29
Ein letztes Mal noch, sagte sich Kit, als sie am Freitagvormittag auf ihren Computerbildschirm schaute. Ein letztes Seminar, das sie planen und durchführen musste.
Es sollte doch nicht so schwierig sein, die Ziellinie zu überschreiten, zumal sie jetzt einige Tage Zeit zum Ausruhen gehabt hatte.
Mit ihrem Kreuz in der Hand las sie die Verse aus dem Epheserbrief, die bei diesem Seminar im Mittelpunkt stehen sollten, noch einmal durch: „Seid freundlich und hilfsbereit zueinander und vergebt euch gegenseitig, was ihr einander angetan habt, so wie Gott euch durch Christus vergeben hat, was ihr ihm angetan habt. Nehmt also Gott zum Vorbild! Ihr seid doch seine geliebten Kinder!
Euer ganzes Leben soll von der Liebe bestimmt sein. Denkt daran, wie Christus uns geliebt und sein Leben für uns gegeben hat, als eine Opfergabe, an der Gott Gefallen hatte.“
Liebt, wie ihr geliebt worden seid.
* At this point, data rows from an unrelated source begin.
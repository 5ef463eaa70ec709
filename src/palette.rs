//! Named colour maps from normalized scalars to RGBA.
//!
//! The maps follow their matplotlib namesakes:
//! - <https://matplotlib.org/stable/tutorials/colors/colormaps.html>
//!
//! `jet`, `spring` and `gray` are given by matplotlib's piecewise-linear segment
//! data and are exact. `plasma` and `viridis` are perceptual lookup tables in
//! matplotlib; here they are sampled every 1/8 and interpolated linearly in between.

use std::fmt;
use std::str::FromStr;

use ndarray::{Array, ArrayView2};
use num_traits::Float;

use crate::{ColorRaster, CompositeError, Result};

/// Built-in palette names (case-sensitive).
pub const SUPPORTED: &[&str] = &["jet", "spring", "plasma", "viridis", "gray"];

#[derive(PartialEq, Eq, Debug, Clone, Copy)]
pub enum Palette {
    Jet,
    Spring,
    Plasma,
    Viridis,
    Gray,
}

/// (position, value) knots of one channel; linear in between.
type Segments = &'static [(f64, f64)];

const JET: [Segments; 3] = [
    &[(0.0, 0.0), (0.35, 0.0), (0.66, 1.0), (0.89, 1.0), (1.0, 0.5)],
    &[
        (0.0, 0.0),
        (0.125, 0.0),
        (0.375, 1.0),
        (0.64, 1.0),
        (0.91, 0.0),
        (1.0, 0.0),
    ],
    &[(0.0, 0.5), (0.11, 1.0), (0.34, 1.0), (0.65, 0.0), (1.0, 0.0)],
];

const SPRING: [Segments; 3] = [
    &[(0.0, 1.0), (1.0, 1.0)],
    &[(0.0, 0.0), (1.0, 1.0)],
    &[(0.0, 1.0), (1.0, 0.0)],
];

const GRAY: [Segments; 3] = [
    &[(0.0, 0.0), (1.0, 1.0)],
    &[(0.0, 0.0), (1.0, 1.0)],
    &[(0.0, 0.0), (1.0, 1.0)],
];

// Evenly spaced samples at 0, 1/8, ..., 1.
const PLASMA: [[f64; 3]; 9] = [
    [0.050383, 0.029803, 0.527975],
    [0.254627, 0.013882, 0.615419],
    [0.417642, 0.000564, 0.658390],
    [0.562738, 0.051545, 0.641509],
    [0.692840, 0.165141, 0.564522],
    [0.798216, 0.280197, 0.469538],
    [0.881443, 0.392529, 0.383229],
    [0.949217, 0.517763, 0.295662],
    [0.940015, 0.975158, 0.131326],
];

const VIRIDIS: [[f64; 3]; 9] = [
    [0.267004, 0.004874, 0.329415],
    [0.278826, 0.175490, 0.483397],
    [0.229739, 0.322361, 0.545706],
    [0.172719, 0.448791, 0.557885],
    [0.127568, 0.566949, 0.550556],
    [0.157851, 0.683765, 0.501686],
    [0.369214, 0.788888, 0.382914],
    [0.678489, 0.863742, 0.189503],
    [0.993248, 0.906157, 0.143936],
];

impl Palette {
    pub fn name(&self) -> &'static str {
        match self {
            Palette::Jet => "jet",
            Palette::Spring => "spring",
            Palette::Plasma => "plasma",
            Palette::Viridis => "viridis",
            Palette::Gray => "gray",
        }
    }

    /// Maps one value to RGBA. Values outside [0, 1] take the colour of the
    /// nearest end, NaN becomes transparent black.
    pub fn map<F: Float>(&self, value: F) -> [F; 4] {
        if value.is_nan() {
            return [F::zero(); 4];
        }
        let t = value.to_f64().unwrap_or(0.0).max(0.0).min(1.0);
        let [r, g, b] = match self {
            Palette::Jet => eval_segments(&JET, t),
            Palette::Spring => eval_segments(&SPRING, t),
            Palette::Gray => eval_segments(&GRAY, t),
            Palette::Plasma => eval_samples(&PLASMA, t),
            Palette::Viridis => eval_samples(&VIRIDIS, t),
        };
        [cast(r), cast(g), cast(b), F::one()]
    }

    /// Maps every cell of `raster`, producing an array of shape (height, width, 4).
    pub fn apply<F: Float>(&self, raster: ArrayView2<F>) -> ColorRaster<F> {
        let (height, width) = raster.dim();
        let mut colored = Array::zeros((height, width, 4));
        for ((row, col), value) in raster.indexed_iter() {
            for (channel, component) in self.map(*value).iter().enumerate() {
                colored[[row, col, channel]] = *component;
            }
        }
        colored
    }
}

impl FromStr for Palette {
    type Err = CompositeError;

    fn from_str(s: &str) -> Result<Self> {
        match s {
            "jet" => Ok(Palette::Jet),
            "spring" => Ok(Palette::Spring),
            "plasma" => Ok(Palette::Plasma),
            "viridis" => Ok(Palette::Viridis),
            "gray" | "grey" => Ok(Palette::Gray),
            _ => Err(CompositeError::UnknownPalette(s.to_string())),
        }
    }
}

impl fmt::Display for Palette {
    fn fmt(&self, f: &mut fmt::Formatter<'_>) -> fmt::Result {
        f.write_str(self.name())
    }
}

impl Default for Palette {
    fn default() -> Self {
        Palette::Jet
    }
}

fn cast<F: Float>(v: f64) -> F {
    F::from(v).unwrap_or_else(F::zero)
}

fn eval_segments(channels: &[Segments; 3], t: f64) -> [f64; 3] {
    let mut out = [0.0; 3];
    for (dst, knots) in out.iter_mut().zip(channels.iter()) {
        *dst = interpolate(knots, t);
    }
    out
}

fn interpolate(knots: &[(f64, f64)], t: f64) -> f64 {
    for pair in knots.windows(2) {
        let (x0, y0) = pair[0];
        let (x1, y1) = pair[1];
        if t <= x1 {
            if x1 <= x0 {
                return y1;
            }
            return y0 + (y1 - y0) * (t - x0) / (x1 - x0);
        }
    }
    knots.last().map(|&(_, y)| y).unwrap_or(0.0)
}

fn eval_samples(samples: &[[f64; 3]], t: f64) -> [f64; 3] {
    let last = samples.len() - 1;
    let pos = t * last as f64;
    let lo = (pos.floor() as usize).min(last);
    let hi = (lo + 1).min(last);
    let frac = pos - lo as f64;
    let mut out = [0.0; 3];
    for (c, dst) in out.iter_mut().enumerate() {
        *dst = samples[lo][c] + (samples[hi][c] - samples[lo][c]) * frac;
    }
    out
}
Vergebt, wie euch vergeben wurde.
Diese Prinzipien waren einfach zu formulieren und doch so schwer zu praktizieren.
Durch das geöffnete Fenster wehte eine sanfte Brise herein, und Kits Blick wanderte zum Garten; zu dem strahlend blauen Himmel, der einen so deutlichen Kontrast bildete zu dem Kanariengelb, dem Bernstein und dem Goldgelb der Sonnenblumen. Wren wäre bestimmt beeindruckt, dass sie drei verschiedene Gelbtöne benennen konnte.
Sie legte das Kreuz auf ihren Schreibtisch, nahm ihren Sternennacht-Becher und einen Teebeutel vom Regal. Vielleicht sollte sie eine Pause machen und ein wenig abschalten, bevor sie zu ihrem Supervisionstermin mit Russell aufbrach.
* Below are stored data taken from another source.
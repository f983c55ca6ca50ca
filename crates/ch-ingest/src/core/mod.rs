//! Core types shared by the engine and its adapters.

pub mod failure;
pub mod schema;
pub mod traits;
pub mod value;

pub use failure::{AdapterError, AdapterResult, FailureKind};
pub use schema::{ColumnDescriptor, TargetSystem, TypeWarning};
pub use traits::{
    CallContext, CredentialSupplier, ReadRequest, ReadScope, SourceAdapter, StaticCredential,
    TargetAdapter, WriteAck,
};
pub use value::{Batch, Cursor, Row, Value};
//! Adapter traits consumed by the engine.
//!
//! - [`SourceAdapter`]: table listing, schema introspection and cursor-based
//!   batch reads
//! - [`TargetAdapter`]: batch writes
//! - [`CredentialSupplier`]: the opaque bearer value attached to every call
//!
//! Adapters own their timeouts. Every failure is an [`AdapterError`] which the
//! engine classifies before surfacing it.

use async_trait::async_trait;

use crate::config::Credential;
use crate::join::JoinPlan;

use super::failure::AdapterResult;
use super::schema::{ColumnDescriptor, TargetSystem};
use super::value::{Batch, Cursor, Row};

/// What a read covers: a single table or a join plan.
#[derive(Debug, Clone, PartialEq)]
pub enum ReadScope {
    Table(String),
    Join(JoinPlan),
}

/// A read of selected columns over a scope.
#[derive(Debug, Clone)]
pub struct ReadRequest {
    pub scope: ReadScope,
    pub columns: Vec<ColumnDescriptor>,
}

impl ReadRequest {
    pub fn new(scope: ReadScope, columns: Vec<ColumnDescriptor>) -> Self {
        Self { scope, columns }
    }

    /// Output column names, in order.
    pub fn column_names(&self) -> Vec<String> {
        self.columns.iter().map(|c| c.name.clone()).collect()
    }
}

/// Per-call context. Carries the bearer credential without interpreting it.
#[derive(Debug, Clone, Default)]
pub struct CallContext {
    bearer: Option<Credential>,
}

impl CallContext {
    pub fn new(bearer: Option<Credential>) -> Self {
        Self { bearer }
    }

    pub fn bearer(&self) -> Option<&Credential> {
        self.bearer.as_ref()
    }
}

/// Supplies the bearer value for adapter calls.
pub trait CredentialSupplier: Send + Sync {
    fn bearer(&self) -> Option<Credential>;
}

/// A fixed credential, or none at all.
#[derive(Debug, Clone, Default)]
pub struct StaticCredential(Option<Credential>);

impl StaticCredential {
    pub fn new(credential: Credential) -> Self {
        Self(Some(credential))
    }

    pub fn none() -> Self {
        Self(None)
    }
}

impl CredentialSupplier for StaticCredential {
    fn bearer(&self) -> Option<Credential> {
        self.0.clone()
    }
}

/// Acknowledgement of a committed batch.
#[derive(Debug, Clone, Copy, PartialEq, Eq, Default)]
pub struct WriteAck {
    pub rows: u64,
    pub bytes: u64,
}

/// Read schema and rows from a source system.
#[async_trait]
pub trait SourceAdapter: Send + Sync {
    /// The kind of system behind this adapter.
    fn system(&self) -> TargetSystem;

    /// Verify the source is reachable and the credential is accepted.
    async fn check_connection(&self, ctx: &CallContext) -> AdapterResult<()>;

    /// Names of the tables this source can read.
    async fn list_tables(&self, ctx: &CallContext) -> AdapterResult<Vec<String>>;

    /// Column metadata for one table.
    async fn list_columns(&self, ctx: &CallContext, table: &str)
        -> AdapterResult<Vec<ColumnDescriptor>>;

    /// Read at most `limit` rows starting at `cursor`.
    ///
    /// Returns `next: None` once the source is exhausted.
    async fn read_batch(
        &self,
        ctx: &CallContext,
        request: &ReadRequest,
        cursor: Cursor,
        limit: usize,
    ) -> AdapterResult<Batch>;

    /// Total rows the request will produce, if cheaply known.
    async fn estimate_row_count(
        &self,
        _ctx: &CallContext,
        _request: &ReadRequest,
    ) -> AdapterResult<Option<u64>> {
        Ok(None)
    }
}

/// Write rows to a target system.
#[async_trait]
pub trait TargetAdapter: Send + Sync {
    fn system(&self) -> TargetSystem;

    async fn check_connection(&self, ctx: &CallContext) -> AdapterResult<()>;

    /// Columns of the existing target table, when the target has a schema.
    async fn list_columns(&self, _ctx: &CallContext) -> AdapterResult<Option<Vec<ColumnDescriptor>>> {
        Ok(None)
    }

    /// Prepare to receive rows for `columns`. Called once before the first
    /// batch, even when the source turns out to be empty.
    async fn begin(&self, _ctx: &CallContext, _columns: &[String]) -> AdapterResult<()> {
        Ok(())
    }

    /// Write one batch. Returning `Ok` means the rows are committed.
    async fn write_batch(
        &self,
        ctx: &CallContext,
        columns: &[String],
        rows: Vec<Row>,
    ) -> AdapterResult<WriteAck>;

    /// Flush and release resources once the transfer stops.
    async fn finish(&self, _ctx: &CallContext) -> AdapterResult<()> {
        Ok(())
    }
}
Auf dem Weg zur Küche fiel ihr auf, dass Wrens Ateliertür geöffnet war. Ein neues Gemälde stand auf der Staffelei. Kit trat ein und betrachtete den kahlen Kardinalsvogel mit seinem vorstehenden orangefarbenen Schnabel und seinen stumpfen rostfarbenen Federn auf Brust und Flügeln. Zu seinen Füßen lagen schwarze Samenkörner. Viele. Eigentlich, und sie schob ihre Brille höher, um genauer hinschauen zu können, waren sowohl der schwarze Kopf des Kardinals als auch die schwarzen Samenkörner nicht mit schwarzer Farbe gemalt worden. Das war mit Asche gemischte Kohle. Sie erkannte die Technik. Auch bei ihrem Bild von Jesus, dem Angeklagten, hatte Wren sie angewandt.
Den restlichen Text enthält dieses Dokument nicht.